Moreover, to enable administrators to figure out if the slowness can be attributed to a bottleneck in SQL query processing, the test also reports the average time the a specific function took to execute SQL queries. If a majority of the queries are slow, then the test will instantly capture the same and notify administrators.

Additionally, the test promptly alerts administrators to functions that encountered errors during execution. To identify the exact function calls that spewed errors, the detailed diagnosis capability of the test can be used.

This way, the test effortlessly measures the performance of the methods/functions configured for monitoring for a specific standalone Windows service application, highlights methods/functions that are under-performing, and takes administrators close to the root-cause of poor application performance.

Target of the Test : A BTM-enabled .NET application that runs as a standalone Windows service

Agent deploying the test : An internal agent

Output of the test : One set of results for every method/function type that is configured for monitoring for a chosen standalone Windows service

Configurable parameters for the test
Parameter Description

Test period

How often should the test be executed

Host

The host for which the test is to be configured.

Port

The port number through which the Apache Hive communicates. The default port is 80.

Services and Functions

This test will run and report metrics only if one/more services are configured for monitoring, and at least one function per service is configured for monitoring.

To know how to configure the above, refer to theConfiguring Services and Functions for Monitoring topic .

Healthy URL Trace

By default, this flag is set to No. This means that eG Enterprise will not collect detailed diagnostics for those transactions - i.e., methods/functions - that are healthy. If you want to enable the detailed diagnosis capability for healthy functions as well, then set this flag to Yes.

Max Healthy Traces

This parameter is applicable only if the Healthy URL Trace flag is set to ‘Yes’. Here, specify the number of top function calls that should be listed in the detailed diagnosis of the Healthy transactions measure, every time the test runs. By default, this is set to 50, indicating that the detailed diagnosis of the Healthy transactions measure will by default list the top-50 function calls, arranged in the descending order of their response times.

Max Slow Traces

Specify the number of top function calls that should be listed in the detailed diagnosis of the Slow transactions measure, every time the test runs. By default, this is set to 10, indicating that the detailed diagnosis of the Slow transactions measure will by default list the top-10 function calls, arranged in the descending order of their response times.

Max Stalled Traces

Specify the number of top function calls that should be listed in the detailed diagnosis of the Stalled transactions measure, every time the test runs. By default, this is set to 10, indicating that the detailed diagnosis of the Stalled transactions measure will by default list the top-10 function calls, arranged in the descending order of their response times.

Max Error Traces

Specify the number of top function calls that should be listed in the detailed diagnosis of the Error transactions measure, every time the test runs. By default, this is set to 10, indicating that the detailed diagnosis of the Error transactions measure will by default list the top-10 function calls, in terms of the number of errors they encountered.

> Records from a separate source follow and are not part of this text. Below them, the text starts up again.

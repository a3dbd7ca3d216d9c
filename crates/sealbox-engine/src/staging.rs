//! Per-job staging directory.
//!
//! `cp -a` carries input modes into staging, so a read-only input folder
//! yields a staged folder its own job cannot empty. [`StagingDir`] restores
//! owner `rwx` on every staged directory before removal, on every exit path.

use std::io;
use std::path::{Path, PathBuf};

use tempfile::TempDir;
use walkdir::WalkDir;

#[derive(Debug)]
pub struct StagingDir {
    path: PathBuf,
    dir: Option<TempDir>,
}

impl StagingDir {
    pub fn create_in(root: &Path) -> io::Result<Self> {
        let dir = tempfile::Builder::new()
            .prefix("sealbox_bundle_")
            .tempdir_in(root)?;
        tracing::debug!(staging = %dir.path().display(), "staging directory created");
        Ok(Self {
            path: dir.path().to_path_buf(),
            dir: Some(dir),
        })
    }

    pub fn path(&self) -> &Path {
        &self.path
    }

    /// Remove now. Whether the directory is gone.
    pub fn remove(mut self) -> bool {
        self.remove_in_place()
    }

    fn remove_in_place(&mut self) -> bool {
        let Some(dir) = self.dir.take() else {
            return true;
        };
        make_dirs_writable(&self.path);
        match dir.close() {
            Ok(()) => true,
            Err(e) => {
                tracing::error!(
                    staging = %self.path.display(),
                    "CRITICAL: staging directory holding plaintext copies could not be removed: {e}"
                );
                false
            }
        }
    }
}

impl Drop for StagingDir {
    fn drop(&mut self) {
        self.remove_in_place();
    }
}

/// Add owner `rwx` to `root` and every directory below it. Symlinks are not
/// followed. Parents are fixed before their contents are listed.
pub fn make_dirs_writable(root: &Path) {
    #[cfg(unix)]
    {
        use std::os::unix::fs::PermissionsExt;

        for entry in WalkDir::new(root).follow_links(false) {
            let entry = match entry {
                Ok(entry) => entry,
                Err(e) => {
                    tracing::warn!("cannot reach entry while restoring permissions: {e}");
                    continue;
                }
            };
            if !entry.file_type().is_dir() {
                continue;
            }
            let mode = match entry.metadata() {
                Ok(meta) => meta.permissions().mode(),
                Err(e) => {
                    tracing::warn!(path = %entry.path().display(), "cannot stat directory: {e}");
                    continue;
                }
            };
            if mode & 0o700 != 0o700 {
                let fixed = std::fs::Permissions::from_mode(mode | 0o700);
                if let Err(e) = std::fs::set_permissions(entry.path(), fixed) {
                    tracing::warn!(path = %entry.path().display(), "cannot restore directory permissions: {e}");
                }
            }
        }
    }
    #[cfg(not(unix))]
    let _ = root;
}
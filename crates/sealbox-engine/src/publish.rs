//! Write-then-publish: move a finished artifact to its user-visible path.

use std::fs;
use std::io;
use std::path::{Path, PathBuf};

/// Move `temp` to `destination`.
///
/// A plain rename is tried first. When the two paths sit on different
/// filesystems the file is copied into a hidden sibling of `destination`,
/// fsynced, and renamed into place, so a partial copy is never visible under
/// the final name. The source is removed afterwards.
pub fn publish(temp: &Path, destination: &Path) -> io::Result<()> {
    match fs::rename(temp, destination) {
        Ok(()) => Ok(()),
        Err(e) if is_cross_device(&e) => {
            tracing::debug!(dest = %destination.display(), "rename crosses filesystems, copying");
            copy_then_rename(temp, destination)?;
            fs::remove_file(temp)
        }
        Err(e) => Err(e),
    }
}

fn copy_then_rename(temp: &Path, destination: &Path) -> io::Result<()> {
    let partial = partial_sibling(destination)?;
    let result = (|| {
        fs::copy(temp, &partial)?;
        fs::File::open(&partial)?.sync_all()?;
        fs::rename(&partial, destination)
    })();
    if result.is_err() {
        let _ = fs::remove_file(&partial);
    }
    result
}

fn partial_sibling(destination: &Path) -> io::Result<PathBuf> {
    let name = destination.file_name().ok_or_else(|| {
        io::Error::new(io::ErrorKind::InvalidInput, "destination has no file name")
    })?;
    Ok(destination.with_file_name(format!(".{}.partial", name.to_string_lossy())))
}

#[cfg(unix)]
fn is_cross_device(e: &io::Error) -> bool {
    // EXDEV
    e.raw_os_error() == Some(18)
}

#[cfg(not(unix))]
fn is_cross_device(_e: &io::Error) -> bool {
    false
}

/// `candidate` if free, otherwise `<stem>_<n>.<ext>` beside it.
pub fn unique_sibling(candidate: &Path) -> PathBuf {
    if !candidate.exists() {
        return candidate.to_path_buf();
    }
    let name = candidate
        .file_name()
        .map(|n| n.to_string_lossy().to_string())
        .unwrap_or_default();
    let (stem, ext) = match name.rfind('.') {
        Some(i) if i > 0 => name.split_at(i),
        _ => (name.as_str(), ""),
    };
    (1u32..)
        .map(|n| candidate.with_file_name(format!("{stem}_{n}{ext}")))
        .find(|p| !p.exists())
        .unwrap_or_else(|| candidate.to_path_buf())
}
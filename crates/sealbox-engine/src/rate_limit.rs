//! Failed-decryption throttling.
//!
//! Attempts are kept per resolved target path for `window`. Once
//! `max_attempts` failures sit inside the window, further attempts are
//! refused until `lockout` has passed since the most recent one.
//!
//! State is in-memory and per service instance; it does not survive a
//! restart.

use std::collections::HashMap;
use std::path::{Path, PathBuf};
use std::time::{Duration, Instant};

use sealbox_core::config::RateLimitConfig;
use sealbox_core::SealError;

#[derive(Debug, Clone, Copy, PartialEq, Eq)]
pub enum RateDecision {
    Allowed,
    Locked { remaining: Duration },
}

impl RateDecision {
    pub fn is_allowed(self) -> bool {
        matches!(self, RateDecision::Allowed)
    }

    /// `Err(RateLimited)` when locked, with the wait rounded up to whole seconds.
    pub fn into_result(self) -> Result<(), SealError> {
        match self {
            RateDecision::Allowed => Ok(()),
            RateDecision::Locked { remaining } => Err(SealError::RateLimited {
                remaining_secs: ceil_secs(remaining),
            }),
        }
    }
}

fn ceil_secs(d: Duration) -> u64 {
    d.as_secs() + u64::from(d.subsec_nanos() > 0)
}

#[derive(Debug)]
pub struct RateLimiter {
    max_attempts: usize,
    lockout: Duration,
    window: Duration,
    attempts: HashMap<PathBuf, Vec<Instant>>,
}

impl RateLimiter {
    pub fn new(config: &RateLimitConfig) -> Self {
        Self {
            max_attempts: config.max_attempts,
            lockout: Duration::from_secs(config.lockout_secs),
            window: Duration::from_secs(config.window_secs),
            attempts: HashMap::new(),
        }
    }

    pub fn check(&mut self, target: &Path) -> RateDecision {
        self.check_at(target, Instant::now())
    }

    pub fn record_failure(&mut self, target: &Path) {
        self.record_failure_at(target, Instant::now());
    }

    pub fn clear(&mut self, target: &Path) {
        self.attempts.remove(&key(target));
    }

    fn check_at(&mut self, target: &Path, now: Instant) -> RateDecision {
        let key = key(target);
        let Some(attempts) = self.attempts.get_mut(&key) else {
            return RateDecision::Allowed;
        };

        let window = self.window;
        attempts.retain(|t| now.saturating_duration_since(*t) < window);
        if attempts.is_empty() {
            self.attempts.remove(&key);
            return RateDecision::Allowed;
        }

        if attempts.len() >= self.max_attempts {
            if let Some(latest) = attempts.iter().max() {
                let since = now.saturating_duration_since(*latest);
                if let Some(remaining) = self.lockout.checked_sub(since).filter(|r| !r.is_zero()) {
                    tracing::warn!(
                        file = %key.display(),
                        attempts = attempts.len(),
                        remaining_secs = ceil_secs(remaining),
                        "decryption rate limited"
                    );
                    return RateDecision::Locked { remaining };
                }
            }
        }
        RateDecision::Allowed
    }

    fn record_failure_at(&mut self, target: &Path, now: Instant) {
        self.attempts.entry(key(target)).or_default().push(now);
    }
}

/// Resolved form of the target so aliases share one attempt record.
fn key(target: &Path) -> PathBuf {
    target.canonicalize().unwrap_or_else(|_| target.to_path_buf())
}

#[cfg(test)]
mod tests {
    use super::*;

    fn limiter() -> RateLimiter {
        RateLimiter::new(&RateLimitConfig::default())
    }

    #[test]
    fn test_fresh_target_allowed() {
        assert_eq!(limiter().check(Path::new("/tmp/x.age")), RateDecision::Allowed);
    }

    #[test]
    fn test_three_failures_lock_out() {
        let mut rl = limiter();
        let target = Path::new("/nonexistent/secret.age");
        let t0 = Instant::now();
        for i in 0..3 {
            rl.record_failure_at(target, t0 + Duration::from_secs(i));
        }

        match rl.check_at(target, t0 + Duration::from_secs(5)) {
            RateDecision::Locked { remaining } => {
                assert_eq!(remaining, Duration::from_secs(27));
            }
            other => panic!("expected lockout, got {other:?}"),
        }
        // lockout counts from the latest attempt (t0 + 2s)
        assert!(rl.check_at(target, t0 + Duration::from_secs(32)).is_allowed());
    }

    #[test]
    fn test_two_failures_still_allowed() {
        let mut rl = limiter();
        let target = Path::new("/nonexistent/secret.age");
        let t0 = Instant::now();
        rl.record_failure_at(target, t0);
        rl.record_failure_at(target, t0);
        assert!(rl.check_at(target, t0 + Duration::from_secs(1)).is_allowed());
    }

    #[test]
    fn test_old_attempts_pruned() {
        let mut rl = limiter();
        let target = Path::new("/nonexistent/secret.age");
        let t0 = Instant::now();
        for _ in 0..3 {
            rl.record_failure_at(target, t0);
        }
        assert!(rl.check_at(target, t0 + Duration::from_secs(301)).is_allowed());
        assert!(rl.attempts.is_empty());
    }

    #[test]
    fn test_clear_resets() {
        let mut rl = limiter();
        let target = Path::new("/nonexistent/secret.age");
        for _ in 0..3 {
            rl.record_failure(target);
        }
        assert!(!rl.check(target).is_allowed());
        rl.clear(target);
        assert!(rl.check(target).is_allowed());
    }

    #[test]
    fn test_targets_are_independent() {
        let mut rl = limiter();
        for _ in 0..3 {
            rl.record_failure(Path::new("/nonexistent/a.age"));
        }
        assert!(!rl.check(Path::new("/nonexistent/a.age")).is_allowed());
        assert!(rl.check(Path::new("/nonexistent/b.age")).is_allowed());
    }

    #[test]
    fn test_locked_maps_to_rate_limited() {
        let decision = RateDecision::Locked {
            remaining: Duration::from_millis(12_300),
        };
        match decision.into_result() {
            Err(SealError::RateLimited { remaining_secs }) => assert_eq!(remaining_secs, 13),
            other => panic!("unexpected {other:?}"),
        }
    }
}
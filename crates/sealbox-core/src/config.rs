use serde::{Deserialize, Serialize};
use std::path::PathBuf;
use std::time::Duration;

/// Top-level configuration (loaded from config.toml)
#[derive(Debug, Clone, Default, Serialize, Deserialize)]
#[serde(default)]
pub struct SealConfig {
    pub tools: ToolsConfig,
    pub timeouts: TimeoutsConfig,
    pub inject: InjectConfig,
    pub rate_limit: RateLimitConfig,
    pub passphrase: PassphraseConfig,
    pub hsm: HsmConfig,
    pub workspace: WorkspaceConfig,
    pub log: LogConfig,
}

/// External programs the engine drives. Bare names are resolved through PATH.
#[derive(Debug, Clone, Serialize, Deserialize)]
#[serde(default)]
pub struct ToolsConfig {
    /// Encryption tool (passphrase mode, reads the secret from a terminal)
    pub age: PathBuf,
    /// Archiver used for bundling and extraction
    pub tar: PathBuf,
    /// Attribute-preserving copy into the staging directory
    pub cp: PathBuf,
    /// Metadata sanitizer (optional, scrubbing is skipped when missing)
    pub mat2: PathBuf,
    /// PKCS#11 slot listing / random generation tool
    pub pkcs11_tool: PathBuf,
    /// Clipboard writer used by the passphrase reveal surface
    pub clipboard: PathBuf,
}

/// Bounded waits for each class of subprocess, in seconds
#[derive(Debug, Clone, Serialize, Deserialize)]
#[serde(default)]
pub struct TimeoutsConfig {
    /// `--version` style availability probes
    pub probe_secs: u64,
    /// Token slot listing
    pub token_probe_secs: u64,
    /// Hardware random generation
    pub hsm_secs: u64,
    /// One metadata sanitizer run
    pub scrub_secs: u64,
    /// One encryption/decryption run over the pseudo-terminal
    pub inject_secs: u64,
    /// Copy, archive, list and extract steps
    pub archive_secs: u64,
}

#[derive(Debug, Clone, Serialize, Deserialize)]
#[serde(default)]
pub struct InjectConfig {
    /// Delay before each passphrase write, lets the tool reach its prompt
    pub settle_ms: u64,
}

/// Failed-decryption throttling (in-memory, per process)
#[derive(Debug, Clone, Serialize, Deserialize)]
#[serde(default)]
pub struct RateLimitConfig {
    pub max_attempts: usize,
    pub lockout_secs: u64,
    pub window_secs: u64,
}

#[derive(Debug, Clone, Serialize, Deserialize)]
#[serde(default)]
pub struct PassphraseConfig {
    /// Number of corpus words in a generated passphrase
    pub words: usize,
}

#[derive(Debug, Clone, Serialize, Deserialize)]
#[serde(default)]
pub struct HsmConfig {
    /// Random bytes requested from the token (256 = 2048 bits)
    pub random_bytes: usize,
}

#[derive(Debug, Clone, Default, Serialize, Deserialize)]
#[serde(default)]
pub struct WorkspaceConfig {
    /// Root for staging directories and intermediate archives (default: system temp)
    pub temp_dir: Option<PathBuf>,
}

#[derive(Debug, Clone, Serialize, Deserialize)]
#[serde(default)]
pub struct LogConfig {
    /// Log level (default: warn)
    pub level: String,
    /// Log format: "json" or "text"
    pub format: String,
}

impl TimeoutsConfig {
    pub fn probe(&self) -> Duration {
        Duration::from_secs(self.probe_secs)
    }

    pub fn token_probe(&self) -> Duration {
        Duration::from_secs(self.token_probe_secs)
    }

    pub fn hsm(&self) -> Duration {
        Duration::from_secs(self.hsm_secs)
    }

    pub fn scrub(&self) -> Duration {
        Duration::from_secs(self.scrub_secs)
    }

    pub fn inject(&self) -> Duration {
        Duration::from_secs(self.inject_secs)
    }

    pub fn archive(&self) -> Duration {
        Duration::from_secs(self.archive_secs)
    }
}

impl WorkspaceConfig {
    /// Directory under which per-job temporaries are created.
    pub fn temp_root(&self) -> PathBuf {
        self.temp_dir.clone().unwrap_or_else(std::env::temp_dir)
    }
}

impl Default for ToolsConfig {
    fn default() -> Self {
        Self {
            age: PathBuf::from("age"),
            tar: PathBuf::from("tar"),
            cp: PathBuf::from("cp"),
            mat2: PathBuf::from("mat2"),
            pkcs11_tool: PathBuf::from("pkcs11-tool"),
            clipboard: PathBuf::from("wl-copy"),
        }
    }
}

impl Default for TimeoutsConfig {
    fn default() -> Self {
        Self {
            probe_secs: 2,
            token_probe_secs: 5,
            hsm_secs: 30,
            scrub_secs: 60,
            inject_secs: 120,
            archive_secs: 600,
        }
    }
}

impl Default for InjectConfig {
    fn default() -> Self {
        Self { settle_ms: 100 }
    }
}

impl Default for RateLimitConfig {
    fn default() -> Self {
        Self {
            max_attempts: 3,
            lockout_secs: 30,
            window_secs: 300,
        }
    }
}

impl Default for PassphraseConfig {
    fn default() -> Self {
        Self { words: 24 }
    }
}

impl Default for HsmConfig {
    fn default() -> Self {
        Self { random_bytes: 256 }
    }
}

impl Default for LogConfig {
    fn default() -> Self {
        Self {
            level: "warn".into(),
            format: "text".into(),
        }
    }
}

#[cfg(test)]
mod tests {
    use super::*;

    #[test]
    fn test_full_file_overrides_every_section() {
        let toml_str = r#"
[tools]
age = "/usr/local/bin/age"
mat2 = "/opt/mat2/bin/mat2"

[timeouts]
inject_secs = 30
scrub_secs = 10

[inject]
settle_ms = 250

[rate_limit]
max_attempts = 5
lockout_secs = 60
window_secs = 600

[passphrase]
words = 12

[hsm]
random_bytes = 64

[workspace]
temp_dir = "/var/tmp/sealbox"

[log]
level = "debug"
format = "json"
"#;
        let config: SealConfig = toml::from_str(toml_str).unwrap();

        assert_eq!(config.tools.age, PathBuf::from("/usr/local/bin/age"));
        assert_eq!(config.tools.mat2, PathBuf::from("/opt/mat2/bin/mat2"));
        assert_eq!(config.tools.tar, PathBuf::from("tar"));
        assert_eq!(config.timeouts.inject(), Duration::from_secs(30));
        assert_eq!(config.timeouts.scrub(), Duration::from_secs(10));
        assert_eq!(config.inject.settle_ms, 250);
        assert_eq!(config.rate_limit.max_attempts, 5);
        assert_eq!(config.rate_limit.window_secs, 600);
        assert_eq!(config.passphrase.words, 12);
        assert_eq!(config.hsm.random_bytes, 64);
        assert_eq!(
            config.workspace.temp_root(),
            PathBuf::from("/var/tmp/sealbox")
        );
        assert_eq!(config.log.format, "json");
    }

    #[test]
    fn test_empty_file_gives_defaults() {
        let config: SealConfig = toml::from_str("").unwrap();

        assert_eq!(config.tools.age, PathBuf::from("age"));
        assert_eq!(config.tools.pkcs11_tool, PathBuf::from("pkcs11-tool"));
        assert_eq!(config.timeouts.probe(), Duration::from_secs(2));
        assert_eq!(config.timeouts.token_probe(), Duration::from_secs(5));
        assert_eq!(config.timeouts.hsm(), Duration::from_secs(30));
        assert_eq!(config.timeouts.inject(), Duration::from_secs(120));
        assert_eq!(config.inject.settle_ms, 100);
        assert_eq!(config.rate_limit.max_attempts, 3);
        assert_eq!(config.rate_limit.lockout_secs, 30);
        assert_eq!(config.rate_limit.window_secs, 300);
        assert_eq!(config.passphrase.words, 24);
        assert_eq!(config.hsm.random_bytes, 256);
        assert!(config.workspace.temp_dir.is_none());
        assert_eq!(config.log.level, "warn");
    }

    #[test]
    fn test_partial_file_keeps_other_defaults() {
        let toml_str = r#"
[rate_limit]
lockout_secs = 90
"#;
        let config: SealConfig = toml::from_str(toml_str).unwrap();

        // Overridden
        assert_eq!(config.rate_limit.lockout_secs, 90);
        // Defaults
        assert_eq!(config.rate_limit.max_attempts, 3);
        assert_eq!(config.rate_limit.window_secs, 300);
        assert_eq!(config.inject.settle_ms, 100);
    }

    #[test]
    fn test_defaults_survive_toml_rendering() {
        let config = SealConfig::default();
        let toml_str = toml::to_string(&config).unwrap();
        let parsed: SealConfig = toml::from_str(&toml_str).unwrap();

        assert_eq!(config.tools.age, parsed.tools.age);
        assert_eq!(config.timeouts.archive_secs, parsed.timeouts.archive_secs);
        assert_eq!(config.rate_limit.window_secs, parsed.rate_limit.window_secs);
    }
}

Method Execution Cutoff (MS)

From the detailed diagnosis of slow/stalled/error function calls, you can drill down and perform deep execution analysis of a particular call. In this drill-down, the methods invoked by that slow/stalled/error function are listed in the order in which the function calls the methods. By configuring a method execution cutoff, you can make sure that methods that have been executing for a duration greater the specified cutoff are alone listed when performing execution analysis. For instance, if you specify 5 here, then the Execution Analysis window for a slow/stalled/error function will list only those methods that have been executing for over 5 milliseconds. This way, you get to focus on only those methods that could have caused the slowness, without being distracted by inconsequential methods. By default, the value of this parameter is set to 250 ms.

SQL Execution Cutoff (MS)

Typically, from the detailed diagnosis of a slow/stalled/error function call made by a standalone Windows service application, you can drill down to view the SQL queries (if any) executed by that function from that node and the execution time of each query. By configuring a SQL Execution Cutoff, you can make sure that queries that have been executing for a duration greater the specified cutoff are alone listed when performing query analysis. For instance, if you specify 5 here, then for a slow/stalled/error function, the SQL Queries window will display only those queries that have been executing for over 5 milliseconds. This way, you get to focus on only those queries that could have contributed to the slowness. By default, the value of this parameter is set to 10 ms.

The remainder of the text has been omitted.